■ **Exercise brief**:
Go through the entries and copy every line that has the string "PoisonError" in it.

■ **Records to process**:
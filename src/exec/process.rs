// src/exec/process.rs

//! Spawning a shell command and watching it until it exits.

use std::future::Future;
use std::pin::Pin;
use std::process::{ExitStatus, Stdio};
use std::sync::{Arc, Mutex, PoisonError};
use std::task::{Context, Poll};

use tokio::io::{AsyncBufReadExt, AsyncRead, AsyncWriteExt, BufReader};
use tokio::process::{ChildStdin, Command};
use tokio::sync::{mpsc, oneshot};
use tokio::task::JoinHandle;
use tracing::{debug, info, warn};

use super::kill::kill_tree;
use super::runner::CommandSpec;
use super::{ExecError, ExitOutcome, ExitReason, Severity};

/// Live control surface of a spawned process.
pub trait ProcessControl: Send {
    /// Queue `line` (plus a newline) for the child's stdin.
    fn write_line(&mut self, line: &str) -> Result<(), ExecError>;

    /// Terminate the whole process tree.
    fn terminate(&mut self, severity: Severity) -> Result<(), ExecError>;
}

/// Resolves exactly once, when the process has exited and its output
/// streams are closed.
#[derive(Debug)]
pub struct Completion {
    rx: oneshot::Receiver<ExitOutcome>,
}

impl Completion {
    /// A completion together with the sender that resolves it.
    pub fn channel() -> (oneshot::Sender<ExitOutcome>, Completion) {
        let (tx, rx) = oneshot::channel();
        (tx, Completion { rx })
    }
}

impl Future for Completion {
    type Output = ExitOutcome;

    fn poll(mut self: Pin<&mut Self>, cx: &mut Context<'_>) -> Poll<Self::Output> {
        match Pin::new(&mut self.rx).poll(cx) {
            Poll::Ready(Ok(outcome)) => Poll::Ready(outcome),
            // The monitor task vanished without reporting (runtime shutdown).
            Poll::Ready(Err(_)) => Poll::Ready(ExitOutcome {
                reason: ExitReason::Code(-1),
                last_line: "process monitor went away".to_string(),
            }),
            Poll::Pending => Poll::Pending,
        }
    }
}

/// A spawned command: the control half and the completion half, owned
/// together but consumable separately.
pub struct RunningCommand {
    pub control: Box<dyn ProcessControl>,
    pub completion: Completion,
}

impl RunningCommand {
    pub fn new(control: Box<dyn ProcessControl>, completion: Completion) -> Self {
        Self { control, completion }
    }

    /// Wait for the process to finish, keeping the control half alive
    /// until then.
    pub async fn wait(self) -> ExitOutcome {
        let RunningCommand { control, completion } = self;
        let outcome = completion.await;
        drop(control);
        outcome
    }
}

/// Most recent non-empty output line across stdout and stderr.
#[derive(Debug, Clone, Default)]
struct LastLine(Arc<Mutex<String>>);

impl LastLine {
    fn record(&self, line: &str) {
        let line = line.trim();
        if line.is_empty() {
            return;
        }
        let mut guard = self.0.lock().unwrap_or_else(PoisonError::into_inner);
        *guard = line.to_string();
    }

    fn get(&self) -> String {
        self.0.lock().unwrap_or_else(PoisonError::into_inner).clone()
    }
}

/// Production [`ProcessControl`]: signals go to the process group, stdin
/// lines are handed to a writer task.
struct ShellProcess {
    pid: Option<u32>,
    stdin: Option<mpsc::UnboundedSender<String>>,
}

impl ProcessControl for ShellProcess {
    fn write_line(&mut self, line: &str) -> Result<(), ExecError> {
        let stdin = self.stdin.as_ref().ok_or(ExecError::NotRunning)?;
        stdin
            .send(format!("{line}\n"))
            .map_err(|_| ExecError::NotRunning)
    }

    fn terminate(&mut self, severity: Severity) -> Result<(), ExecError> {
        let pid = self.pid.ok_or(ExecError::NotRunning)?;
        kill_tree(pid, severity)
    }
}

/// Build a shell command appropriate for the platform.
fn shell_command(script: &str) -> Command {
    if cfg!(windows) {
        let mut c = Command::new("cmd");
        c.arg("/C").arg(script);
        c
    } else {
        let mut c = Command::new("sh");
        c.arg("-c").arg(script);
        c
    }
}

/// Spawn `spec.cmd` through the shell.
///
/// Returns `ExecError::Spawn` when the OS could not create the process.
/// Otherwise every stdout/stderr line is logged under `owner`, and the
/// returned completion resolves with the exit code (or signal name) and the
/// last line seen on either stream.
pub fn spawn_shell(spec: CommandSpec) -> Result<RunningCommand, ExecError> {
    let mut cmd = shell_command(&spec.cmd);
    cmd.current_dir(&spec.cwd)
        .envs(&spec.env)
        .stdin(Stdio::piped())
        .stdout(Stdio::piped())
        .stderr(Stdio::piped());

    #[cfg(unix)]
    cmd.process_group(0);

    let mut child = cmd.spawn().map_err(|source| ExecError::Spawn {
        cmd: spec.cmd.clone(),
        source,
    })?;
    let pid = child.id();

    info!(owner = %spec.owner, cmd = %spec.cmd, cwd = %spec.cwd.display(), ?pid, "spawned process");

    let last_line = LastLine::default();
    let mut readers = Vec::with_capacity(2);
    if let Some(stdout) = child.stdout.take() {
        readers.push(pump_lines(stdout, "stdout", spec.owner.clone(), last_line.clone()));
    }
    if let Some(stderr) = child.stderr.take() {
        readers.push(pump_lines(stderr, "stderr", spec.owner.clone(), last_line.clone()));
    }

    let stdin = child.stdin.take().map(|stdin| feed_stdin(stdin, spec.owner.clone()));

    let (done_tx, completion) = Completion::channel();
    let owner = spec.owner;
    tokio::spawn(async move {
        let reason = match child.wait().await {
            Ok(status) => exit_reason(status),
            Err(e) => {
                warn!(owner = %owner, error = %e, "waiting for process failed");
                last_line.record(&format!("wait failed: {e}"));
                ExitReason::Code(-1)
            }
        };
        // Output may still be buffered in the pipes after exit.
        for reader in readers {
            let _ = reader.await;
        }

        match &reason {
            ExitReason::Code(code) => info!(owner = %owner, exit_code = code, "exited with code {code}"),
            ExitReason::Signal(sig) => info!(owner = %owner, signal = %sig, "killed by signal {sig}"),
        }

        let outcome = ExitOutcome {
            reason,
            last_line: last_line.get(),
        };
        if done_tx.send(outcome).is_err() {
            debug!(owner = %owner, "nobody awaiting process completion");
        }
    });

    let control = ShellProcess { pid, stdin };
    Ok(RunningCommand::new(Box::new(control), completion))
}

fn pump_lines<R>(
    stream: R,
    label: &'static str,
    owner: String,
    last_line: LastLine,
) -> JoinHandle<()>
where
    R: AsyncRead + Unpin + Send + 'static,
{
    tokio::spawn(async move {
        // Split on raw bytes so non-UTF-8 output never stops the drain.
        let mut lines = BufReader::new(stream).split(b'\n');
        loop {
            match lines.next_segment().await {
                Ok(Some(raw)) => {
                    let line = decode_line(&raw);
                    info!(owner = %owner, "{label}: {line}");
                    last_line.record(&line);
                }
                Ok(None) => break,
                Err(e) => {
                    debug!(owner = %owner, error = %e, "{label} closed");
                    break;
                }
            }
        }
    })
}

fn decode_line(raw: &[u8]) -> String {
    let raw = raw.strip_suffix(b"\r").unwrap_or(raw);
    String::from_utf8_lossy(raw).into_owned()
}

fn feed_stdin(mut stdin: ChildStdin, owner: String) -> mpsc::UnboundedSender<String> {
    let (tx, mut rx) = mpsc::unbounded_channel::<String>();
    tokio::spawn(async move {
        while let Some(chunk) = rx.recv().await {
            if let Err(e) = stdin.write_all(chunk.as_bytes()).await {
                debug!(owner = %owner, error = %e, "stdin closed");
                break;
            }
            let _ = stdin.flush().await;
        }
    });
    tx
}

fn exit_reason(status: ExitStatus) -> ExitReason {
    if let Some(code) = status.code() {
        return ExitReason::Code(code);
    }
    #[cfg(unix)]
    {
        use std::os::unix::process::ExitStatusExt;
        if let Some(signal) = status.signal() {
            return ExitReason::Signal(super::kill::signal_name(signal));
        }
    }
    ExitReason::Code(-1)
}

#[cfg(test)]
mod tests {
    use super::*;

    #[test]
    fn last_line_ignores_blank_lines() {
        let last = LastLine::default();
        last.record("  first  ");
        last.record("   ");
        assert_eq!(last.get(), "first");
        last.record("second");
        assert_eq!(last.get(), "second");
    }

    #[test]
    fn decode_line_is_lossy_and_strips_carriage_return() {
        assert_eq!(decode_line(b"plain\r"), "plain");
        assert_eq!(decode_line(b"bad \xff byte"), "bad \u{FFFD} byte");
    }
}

■ **Completed exercise**:
use std::sync::{Arc, Mutex, PoisonError};
        let mut guard = self.0.lock().unwrap_or_else(PoisonError::into_inner);
        self.0.lock().unwrap_or_else(PoisonError::into_inner).clone()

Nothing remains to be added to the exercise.